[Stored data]
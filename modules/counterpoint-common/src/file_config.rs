use anyhow::{Context, Result};
use serde::Deserialize;
use std::path::{Path, PathBuf};

/// TOML-backed tuning loaded from disk.
/// Secrets (API keys) stay as env vars.
#[derive(Debug, Clone, Default, Deserialize)]
#[serde(deny_unknown_fields)]
pub struct FileConfig {
    #[serde(default)]
    pub models: ModelsConfig,
    #[serde(default)]
    pub search: SearchConfig,
    #[serde(default)]
    pub http: HttpConfig,
    #[serde(default)]
    pub history: HistoryConfig,
}

#[derive(Debug, Clone, Deserialize)]
#[serde(deny_unknown_fields)]
pub struct ModelsConfig {
    #[serde(default = "default_synthesis_model")]
    pub synthesis: String,
    #[serde(default = "default_social_model")]
    pub social: String,
}

impl Default for ModelsConfig {
    fn default() -> Self {
        Self {
            synthesis: default_synthesis_model(),
            social: default_social_model(),
        }
    }
}

fn default_synthesis_model() -> String {
    "gemini-flash-latest".to_string()
}

fn default_social_model() -> String {
    "grok-3".to_string()
}

#[derive(Debug, Clone, Deserialize)]
#[serde(deny_unknown_fields)]
pub struct SearchConfig {
    /// Upper bound requested from the provider on both search tiers.
    #[serde(default = "default_max_results")]
    pub max_results: u32,
    /// Below this many recent results the unscoped search replaces them.
    #[serde(default = "default_min_recent_results")]
    pub min_recent_results: usize,
    #[serde(default = "default_search_depth")]
    pub search_depth: String,
}

impl Default for SearchConfig {
    fn default() -> Self {
        Self {
            max_results: default_max_results(),
            min_recent_results: default_min_recent_results(),
            search_depth: default_search_depth(),
        }
    }
}

fn default_max_results() -> u32 {
    10
}

fn default_min_recent_results() -> usize {
    3
}

fn default_search_depth() -> String {
    "advanced".to_string()
}

#[derive(Debug, Clone, Deserialize)]
#[serde(deny_unknown_fields)]
pub struct HttpConfig {
    #[serde(default = "default_timeout_secs")]
    pub timeout_secs: u64,
}

impl Default for HttpConfig {
    fn default() -> Self {
        Self {
            timeout_secs: default_timeout_secs(),
        }
    }
}

fn default_timeout_secs() -> u64 {
    60
}

#[derive(Debug, Clone, Default, Deserialize)]
#[serde(deny_unknown_fields)]
pub struct HistoryConfig {
    pub path: Option<PathBuf>,
}

/// Load and parse a TOML config file.
pub fn load_config(path: &Path) -> Result<FileConfig> {
    let content = std::fs::read_to_string(path)
        .with_context(|| format!("Failed to read config file: {}", path.display()))?;
    let config: FileConfig = toml::from_str(&content)
        .with_context(|| format!("Failed to parse config file: {}", path.display()))?;
    Ok(config)
}

#[cfg(test)]
mod tests {
    use super::*;

    #[test]
    fn empty_file_uses_defaults() {
        let config: FileConfig = toml::from_str("").unwrap();
        assert_eq!(config.models.synthesis, "gemini-flash-latest");
        assert_eq!(config.models.social, "grok-3");
        assert_eq!(config.search.max_results, 10);
        assert_eq!(config.search.min_recent_results, 3);
        assert_eq!(config.http.timeout_secs, 60);
        assert!(config.history.path.is_none());
    }

    #[test]
    fn partial_sections_fill_in_defaults() {
        let config: FileConfig = toml::from_str(
            r#"
            [models]
            social = "grok-4"

            [history]
            path = "/var/lib/counterpoint/history.json"
            "#,
        )
        .unwrap();
        assert_eq!(config.models.social, "grok-4");
        assert_eq!(config.models.synthesis, "gemini-flash-latest");
        assert_eq!(
            config.history.path.as_deref(),
            Some(Path::new("/var/lib/counterpoint/history.json"))
        );
    }

    #[test]
    fn unknown_keys_are_rejected() {
        assert!(toml::from_str::<FileConfig>("[search]\nmax = 3").is_err());
    }

    #[test]
    fn load_config_reports_path() {
        let dir = tempfile::tempdir().unwrap();
        let path = dir.path().join("missing.toml");
        let err = load_config(&path).unwrap_err();
        assert!(err.to_string().contains("missing.toml"));
    }
}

◆ DESCRIPTION OF THE TASK: What is needed is an exact copy of the entries from their first line down to the line with "impl Default for HttpConfig", that line included, and nothing beyond it.

◆ SOLUTION TO THIS EXERCISE:
filename modules/counterpoint-common/src/file_config.rs
use anyhow::{Context, Result};
use serde::Deserialize;
use std::path::{Path, PathBuf};

/// TOML-backed tuning loaded from disk.
/// Secrets (API keys) stay as env vars.
#[derive(Debug, Clone, Default, Deserialize)]
#[serde(deny_unknown_fields)]
pub struct FileConfig {
    #[serde(default)]
    pub models: ModelsConfig,
    #[serde(default)]
    pub search: SearchConfig,
    #[serde(default)]
    pub http: HttpConfig,
    #[serde(default)]
    pub history: HistoryConfig,
}

#[derive(Debug, Clone, Deserialize)]
#[serde(deny_unknown_fields)]
pub struct ModelsConfig {
    #[serde(default = "default_synthesis_model")]
    pub synthesis: String,
    #[serde(default = "default_social_model")]
    pub social: String,
}

impl Default for ModelsConfig {
    fn default() -> Self {
        Self {
            synthesis: default_synthesis_model(),
            social: default_social_model(),
        }
    }
}

fn default_synthesis_model() -> String {
    "gemini-flash-latest".to_string()
}

fn default_social_model() -> String {
    "grok-3".to_string()
}

#[derive(Debug, Clone, Deserialize)]
#[serde(deny_unknown_fields)]
pub struct SearchConfig {
    /// Upper bound requested from the provider on both search tiers.
    #[serde(default = "default_max_results")]
    pub max_results: u32,
    /// Below this many recent results the unscoped search replaces them.
    #[serde(default = "default_min_recent_results")]
    pub min_recent_results: usize,
    #[serde(default = "default_search_depth")]
    pub search_depth: String,
}

impl Default for SearchConfig {
    fn default() -> Self {
        Self {
            max_results: default_max_results(),
            min_recent_results: default_min_recent_results(),
            search_depth: default_search_depth(),
        }
    }
}

fn default_max_results() -> u32 {
    10
}

fn default_min_recent_results() -> usize {
    3
}

fn default_search_depth() -> String {
    "advanced".to_string()
}

#[derive(Debug, Clone, Deserialize)]
#[serde(deny_unknown_fields)]
pub struct HttpConfig {
    #[serde(default = "default_timeout_secs")]
    pub timeout_secs: u64,
}

impl Default for HttpConfig {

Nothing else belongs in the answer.